──────── RECORDS PROVIDED ────────

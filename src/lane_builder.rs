// ===========================================================================
// Build the base lane graph: one edge per single-line lane part
// ===========================================================================
use crate::chokepoints::ChokepointRegistry;
use crate::config::GraphConfig;
use crate::coord_conversion::{line_to_web_merc, planar_length};
use crate::graph::{LaneEdge, LaneGraph};
use crate::input::LaneFeature;
use crate::lane_split::split_equal_length;
use crate::node_registry::NodeRegistry;
use geo::{Geometry, LineString};
use log::{debug, info};

#[derive(Debug, Clone, Default, PartialEq, Eq)]
pub struct LaneBuildStats {
    pub lanes_seen: usize,
    pub parts_seen: usize,
    /// Missing geometry, no parts, or fewer than two coordinates
    pub empty_geometries: usize,
    /// Points, polygons and the like
    pub unsupported_geometries: usize,
    pub non_finite_geometries: usize,
    pub zero_length_parts: usize,
    pub duplicate_edges: usize,
    pub edges_added: usize,
}

pub struct LaneGraphBuilder<'a> {
    chokepoints: &'a ChokepointRegistry,
    split_count: usize,
    registry: NodeRegistry,
    graph: LaneGraph,
    stats: LaneBuildStats,
}

impl<'a> LaneGraphBuilder<'a> {
    pub fn new(config: &GraphConfig, chokepoints: &'a ChokepointRegistry) -> Self {
        Self {
            chokepoints,
            split_count: config.lane_split_count,
            registry: NodeRegistry::new(config.snap_tolerance_deg),
            graph: LaneGraph::new(),
            stats: LaneBuildStats::default(),
        }
    }

    /// Add one input lane. `index` is the lane's position in the input and
    /// names the lane when it carries no `lane_id` of its own.
    pub fn add_lane(&mut self, index: usize, lane: &LaneFeature) {
        self.stats.lanes_seen += 1;
        let base_id = lane.lane_id.clone().unwrap_or_else(|| index.to_string());

        let parts: Vec<&LineString> = match &lane.geometry {
            Some(Geometry::LineString(line)) => vec![line],
            Some(Geometry::MultiLineString(multi)) => multi.0.iter().collect(),
            Some(_) => {
                debug!("Lane {} has a non-line geometry, skipping", base_id);
                self.stats.unsupported_geometries += 1;
                return;
            }
            None => {
                self.stats.empty_geometries += 1;
                return;
            }
        };
        if parts.is_empty() {
            self.stats.empty_geometries += 1;
            return;
        }

        let multi_part = parts.len() > 1;
        for (part_idx, part) in parts.into_iter().enumerate() {
            let part_id = if multi_part {
                format!("{}.{}", base_id, part_idx)
            } else {
                base_id.clone()
            };
            self.add_part(&part_id, part);
        }
    }

    fn add_part(&mut self, part_id: &str, part: &LineString) {
        self.stats.parts_seen += 1;
        if part.0.len() < 2 {
            self.stats.empty_geometries += 1;
            return;
        }
        if part.coords().any(|c| !c.x.is_finite() || !c.y.is_finite()) {
            debug!("Lane part {} has non-finite coordinates, skipping", part_id);
            self.stats.non_finite_geometries += 1;
            return;
        }

        if self.split_count > 1 {
            let pieces = split_equal_length(part, self.split_count);
            if pieces.len() > 1 {
                for (seg_idx, piece) in pieces.iter().enumerate() {
                    self.add_segment(format!("{}:{}", part_id, seg_idx), piece);
                }
                return;
            }
        }
        self.add_segment(part_id.to_string(), part);
    }

    fn add_segment(&mut self, lane_id: String, line: &LineString) {
        let metric = line_to_web_merc(line);
        let length_km = planar_length(&metric) / 1000.0;
        if length_km <= 0.0 {
            debug!("Lane segment {} has zero length, skipping", lane_id);
            self.stats.zero_length_parts += 1;
            return;
        }

        // at least two coordinates were checked by the caller
        let (Some(&first), Some(&last)) = (line.0.first(), line.0.last()) else {
            self.stats.empty_geometries += 1;
            return;
        };
        let source = self.registry.find_or_create_node(&mut self.graph, first);
        let target = self.registry.find_or_create_node(&mut self.graph, last);

        let edge = LaneEdge {
            source,
            target,
            length_km,
            polyline: line.clone(),
            chokepoints: self.chokepoints.tag(&metric),
            lane_id,
            synthetic: false,
        };
        match self.graph.add_edg(edge) {
            Some(_) => self.stats.edges_added += 1,
            None => self.stats.duplicate_edges += 1,
        }
    }

    pub fn finish(self) -> (LaneGraph, LaneBuildStats) {
        info!(
            "Base lane graph: {} nodes, {} edges from {} lanes ({} parts)",
            self.graph.num_nodes(),
            self.graph.num_edges(),
            self.stats.lanes_seen,
            self.stats.parts_seen
        );
        (self.graph, self.stats)
    }
}

pub fn build_lane_graph(
    lanes: &[LaneFeature],
    config: &GraphConfig,
    chokepoints: &ChokepointRegistry,
) -> (LaneGraph, LaneBuildStats) {
    let mut builder = LaneGraphBuilder::new(config, chokepoints);
    for (index, lane) in lanes.iter().enumerate() {
        builder.add_lane(index, lane);
    }
    builder.finish()
}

────────

--- WHAT TO DO ---
Extract every line above that contains the word "ChokepointRegistry".

--- RESPONSE AREA ---
use crate::chokepoints::ChokepointRegistry;
    chokepoints: &'a ChokepointRegistry,
    pub fn new(config: &GraphConfig, chokepoints: &'a ChokepointRegistry) -> Self {
    chokepoints: &ChokepointRegistry,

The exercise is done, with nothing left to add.